How can I claim a one-sided limit doesn't exist?

Hint:

Use the facts that (1) $\lim_{x\to 0} \frac{\ln(1+2x)}{2x} = 1$, (2) $\lim_{x\to 0} \frac{\sin x}{x} = 1$, and (3) $\lim_{x\to 0^+} \frac{x^2}{\sqrt{x^3}} = 0$ to show the limit is $2\cdot 1\cdot 0 = 0$.

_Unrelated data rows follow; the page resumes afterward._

//! Defines the transaction store trait and its SQLite implementation.

use std::sync::{Arc, Mutex, MutexGuard};

use rusqlite::{Connection, Row};
use time::UtcOffset;

use crate::{
    Error,
    auth::UserId,
    db::CreateTable,
    transaction::{NewTransaction, Transaction},
};

/// Creates and retrieves a user's transactions.
///
/// Every operation is scoped to a single user, implementations must never
/// return another user's transactions.
pub trait TransactionStore {
    /// Store a new transaction owned by `user_id`, returning it with its generated ID.
    fn create(&self, user_id: &UserId, transaction: NewTransaction) -> Result<Transaction, Error>;

    /// Get the transactions owned by `user_id`, newest first.
    ///
    /// If `limit` is set, only the `limit` newest transactions are returned.
    fn get_by_user(&self, user_id: &UserId, limit: Option<u32>) -> Result<Vec<Transaction>, Error>;
}

/// Creates and retrieves transactions to/from a SQLite database.
#[derive(Debug, Clone)]
pub struct SQLiteTransactionStore {
    connection: Arc<Mutex<Connection>>,
}

impl SQLiteTransactionStore {
    /// Create a new transaction store with a SQLite database.
    pub fn new(connection: Arc<Mutex<Connection>>) -> Self {
        Self { connection }
    }

    fn lock(&self) -> Result<MutexGuard<'_, Connection>, Error> {
        self.connection.lock().map_err(|error| {
            tracing::error!("could not acquire database lock: {error}");
            Error::DatabaseLockError
        })
    }
}

impl TransactionStore for SQLiteTransactionStore {
    /// Create a transaction in the database.
    ///
    /// The date is converted to UTC so that dates sort correctly.
    ///
    /// # Errors
    /// This function will return an error if there is an SQL error.
    fn create(&self, user_id: &UserId, transaction: NewTransaction) -> Result<Transaction, Error> {
        let connection = self.lock()?;

        let transaction = connection
            .prepare(
                "INSERT INTO \"transaction\" (user_id, amount, type, category, description, date)
                 VALUES (?1, ?2, ?3, ?4, ?5, ?6)
                 RETURNING id, user_id, amount, type, category, description, date",
            )?
            .query_row(
                (
                    user_id.as_str(),
                    transaction.amount,
                    transaction.kind,
                    transaction.category,
                    transaction.description,
                    transaction.date.to_offset(UtcOffset::UTC),
                ),
                map_transaction_row,
            )?;

        Ok(transaction)
    }

    /// Retrieve the transactions owned by `user_id`, newest first.
    ///
    /// Transactions with the same date are ordered by most recently created.
    ///
    /// # Errors
    /// This function will return an error if there is an SQL error.
    fn get_by_user(&self, user_id: &UserId, limit: Option<u32>) -> Result<Vec<Transaction>, Error> {
        // A negative limit means no limit in SQLite.
        let limit = limit.map(i64::from).unwrap_or(-1);

        self.lock()?
            .prepare(
                "SELECT id, user_id, amount, type, category, description, date
                 FROM \"transaction\"
                 WHERE user_id = :user_id
                 ORDER BY date DESC, id DESC
                 LIMIT :limit",
            )?
            .query_map(
                rusqlite::named_params! {
                    ":user_id": user_id.as_str(),
                    ":limit": limit,
                },
                map_transaction_row,
            )?
            .map(|maybe_transaction| maybe_transaction.map_err(|error| error.into()))
            .collect()
    }
}

impl CreateTable for SQLiteTransactionStore {
    fn create_table(connection: &Connection) -> Result<(), rusqlite::Error> {
        connection.execute_batch(
            "CREATE TABLE IF NOT EXISTS \"transaction\" (
                id INTEGER PRIMARY KEY AUTOINCREMENT,
                user_id TEXT NOT NULL,
                amount REAL NOT NULL CHECK (amount > 0),
                type TEXT NOT NULL CHECK (type IN ('INCOME', 'EXPENSE')),
                category TEXT NOT NULL CHECK (category <> ''),
                description TEXT,
                date TEXT NOT NULL
            );

            CREATE INDEX IF NOT EXISTS idx_transaction_user_date ON \"transaction\"(user_id, date);",
        )?;

        Ok(())
    }
}

/// Map a database row to a Transaction.
fn map_transaction_row(row: &Row) -> Result<Transaction, rusqlite::Error> {
    let id = row.get(0)?;
    let raw_user_id: String = row.get(1)?;
    let amount = row.get(2)?;
    let kind = row.get(3)?;
    let category = row.get(4)?;
    let description = row.get(5)?;
    let date = row.get(6)?;

    Ok(Transaction {
        id,
        user_id: UserId::new(&raw_user_id),
        amount,
        kind,
        category,
        description,
        date,
    })
}
use std::error::Error;
use std::path::Path;
use std::process::exit;
use std::sync::{Arc, Mutex};

use clap::Parser;
use rusqlite::Connection;
use time::{Duration, OffsetDateTime};

use moneytracker::{
    CategoryName, CategoryStore, SQLiteCategoryStore, SQLiteTransactionStore, Transaction,
    TransactionStore, TransactionType, UserId, initialize_db,
};

/// A utility for creating a test database for the moneytracker API server.
#[derive(Parser, Debug)]
#[command(version, about, long_about = None)]
struct Args {
    /// File path to save the SQLite database to.
    #[arg(long, short)]
    output_path: String,

    /// The user that owns the sample data.
    #[arg(long, short, default_value = "test-user")]
    user_id: String,
}

const CATEGORIES: [&str; 5] = ["Salary", "Groceries", "Rent", "Transport", "Fun"];

/// (days ago, amount, type, category, description)
const TRANSACTIONS: [(i64, f64, TransactionType, &str, &str); 8] = [
    (1, 3200.0, TransactionType::Income, "Salary", "Monthly pay"),
    (2, 84.35, TransactionType::Expense, "Groceries", "Weekly shop"),
    (3, 1450.0, TransactionType::Expense, "Rent", ""),
    (5, 23.5, TransactionType::Expense, "Transport", "Train pass top up"),
    (9, 61.2, TransactionType::Expense, "Groceries", "Weekly shop"),
    (12, 45.0, TransactionType::Expense, "Fun", "Concert tickets"),
    (20, 150.0, TransactionType::Income, "Salary", "Expense reimbursement"),
    (31, 3200.0, TransactionType::Income, "Salary", "Monthly pay"),
];

/// Create and populate a database for manual testing.
fn main() -> Result<(), Box<dyn Error>> {
    let args = Args::parse();

    let output_path = Path::new(&args.output_path);

    match output_path.extension() {
        None => {
            eprintln!("Output path must include a file extension (e.g., 'my_database.db').");
            exit(1);
        }
        Some(extension) if extension.is_empty() => {
            eprintln!("Output path must include a file extension (e.g., 'my_database.db').");
            exit(1);
        }
        _ => {}
    }

    if output_path.is_file() {
        eprintln!("File already exists at {output_path:#?}!");
        exit(1);
    }

    println!("Creating database at {output_path:#?}");
    let conn = Connection::open(output_path)?;

    initialize_db(&conn)?;

    let conn = Arc::new(Mutex::new(conn));
    let category_store = SQLiteCategoryStore::new(conn.clone());
    let transaction_store = SQLiteTransactionStore::new(conn);
    let user_id = UserId::new(&args.user_id);

    println!("Creating categories for {user_id}...");

    for name in CATEGORIES {
        category_store.create(&user_id, CategoryName::new(name)?)?;
    }

    println!("Creating transactions for {user_id}...");

    let now = OffsetDateTime::now_utc();

    for (days_ago, amount, kind, category, description) in TRANSACTIONS {
        let description = (!description.is_empty()).then(|| description.to_owned());

        transaction_store.create(
            &user_id,
            Transaction::build(amount, kind, category, now - Duration::days(days_ago))
                .description(description),
        )?;
    }

    println!("Success!");

    Ok(())
}
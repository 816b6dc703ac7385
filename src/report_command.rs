use anyhow::{Context, Result};
use chrono::NaiveDate;
use log::info;

use crate::config::Config;
use crate::report::render_report;
use crate::toggl::{DetailedReportApi, ReportRequest};

/// Drives one report run: fetch all entries for the date range, aggregate,
/// and render the HTML document.
pub struct ReportCommand<'a, T: DetailedReportApi> {
    api: &'a T,
}

impl<'a, T: DetailedReportApi> ReportCommand<'a, T> {
    pub fn new(api: &'a T) -> Self {
        Self { api }
    }

    /// Returns the rendered HTML report for `[since, until]`.
    pub async fn run(&self, config: &Config, since: NaiveDate, until: NaiveDate) -> Result<String> {
        let request = ReportRequest {
            user_agent: config.user.clone(),
            workspace_id: config.workspace,
            user_ids: config.reportee_ids(),
            since,
            until,
        };

        let entries = self
            .api
            .fetch_details(&request)
            .await
            .context("Failed to retrieve time entries")?;
        info!("Time entries retrieved successfully.");

        Ok(render_report(&entries, &config.reportees, &request))
    }
}

#[cfg(test)]
mod tests {
    use std::collections::BTreeMap;
    use std::path::PathBuf;

    use anyhow::anyhow;
    use chrono::{NaiveDate, TimeZone, Utc};

    use super::ReportCommand;
    use crate::config::Config;
    use crate::time_entry::TimeEntry;
    use crate::toggl::MockDetailedReportApi;

    fn config() -> Config {
        Config {
            user: "jane@example.com".to_string(),
            workspace: 123456,
            api_key: "secret".to_string(),
            report_file: PathBuf::from("report.html"),
            reportees: BTreeMap::from([
                (1001, "Jane Doe".to_string()),
                (1002, "John Doe".to_string()),
            ]),
        }
    }

    fn since() -> NaiveDate {
        NaiveDate::from_ymd_opt(2016, 3, 1).unwrap()
    }

    fn until() -> NaiveDate {
        NaiveDate::from_ymd_opt(2016, 3, 15).unwrap()
    }

    /// The request context is built from the config and the date arguments.
    #[tokio::test]
    async fn test_run_builds_request_from_config() {
        let mut api = MockDetailedReportApi::new();
        api.expect_fetch_details()
            .withf(|request| {
                request.user_agent == "jane@example.com"
                    && request.workspace_id == 123456
                    && request.user_ids == vec![1001, 1002]
                    && request.since.to_string() == "2016-03-01"
                    && request.until.to_string() == "2016-03-15"
            })
            .times(1)
            .returning(|_| Ok(vec![]));

        let command = ReportCommand::new(&api);
        let result = command.run(&config(), since(), until()).await;

        assert!(result.is_ok());
    }

    #[tokio::test]
    async fn test_run_renders_fetched_entries() {
        let mut api = MockDetailedReportApi::new();
        api.expect_fetch_details().times(1).returning(|_| {
            Ok(vec![TimeEntry {
                uid: 1001,
                project: "Alpha".to_string(),
                dur: 3_600_000,
                tags: vec!["Billable".to_string()],
                start: Utc.with_ymd_and_hms(2016, 3, 1, 9, 0, 0).unwrap(),
                end: Utc.with_ymd_and_hms(2016, 3, 1, 10, 0, 0).unwrap(),
                description: "work".to_string(),
            }])
        });

        let command = ReportCommand::new(&api);
        let report = command.run(&config(), since(), until()).await.unwrap();

        assert!(report.contains("<b>Alpha</b>"));
        assert!(report.contains("Billable: 1.00h"));
        assert!(report.contains("Timesheet Report for Jane Doe"));
    }

    /// An API failure aborts the run; no report is produced from partial
    /// data.
    #[tokio::test]
    async fn test_run_propagates_api_failure() {
        let mut api = MockDetailedReportApi::new();
        api.expect_fetch_details()
            .times(1)
            .returning(|_| Err(anyhow!("API request failed with status 500")));

        let command = ReportCommand::new(&api);
        let result = command.run(&config(), since(), until()).await;

        assert!(result.is_err());
    }
}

To do so, rewrite, for $x>0$, $$ \frac{\ln(1+2x)\sin x}{\sqrt{x^3}}=2\cdot \frac{\ln(1+2x)}{2x}\cdot\frac{\sin x}{x}\cdot\frac{x^2}{\sqrt{x^3}} $$


$$\frac{\ln(1+2x)\sin{x}}{\sqrt{x^3}}=\frac{\ln(1+2x)}{2x}\cdot\frac{\sin{x}}{x}\cdot2\sqrt{x}\rightarrow0.$$


It is known that

$$\lim_{x\to 0^+}\frac{\sin x}x=1$$ and $$\lim_{x\to 0^+}\frac{\log(1+x)}x=1=\lim_{x\to 0^+}\frac{\log(1+2x)}{2x}.$$

Then

$$\lim_{x\to 0^+} \frac{\ln(1+2x)\sin x}{\sqrt {x^3}}=1\cdot2\cdot\lim_{x\to 0^+} \sqrt x.$$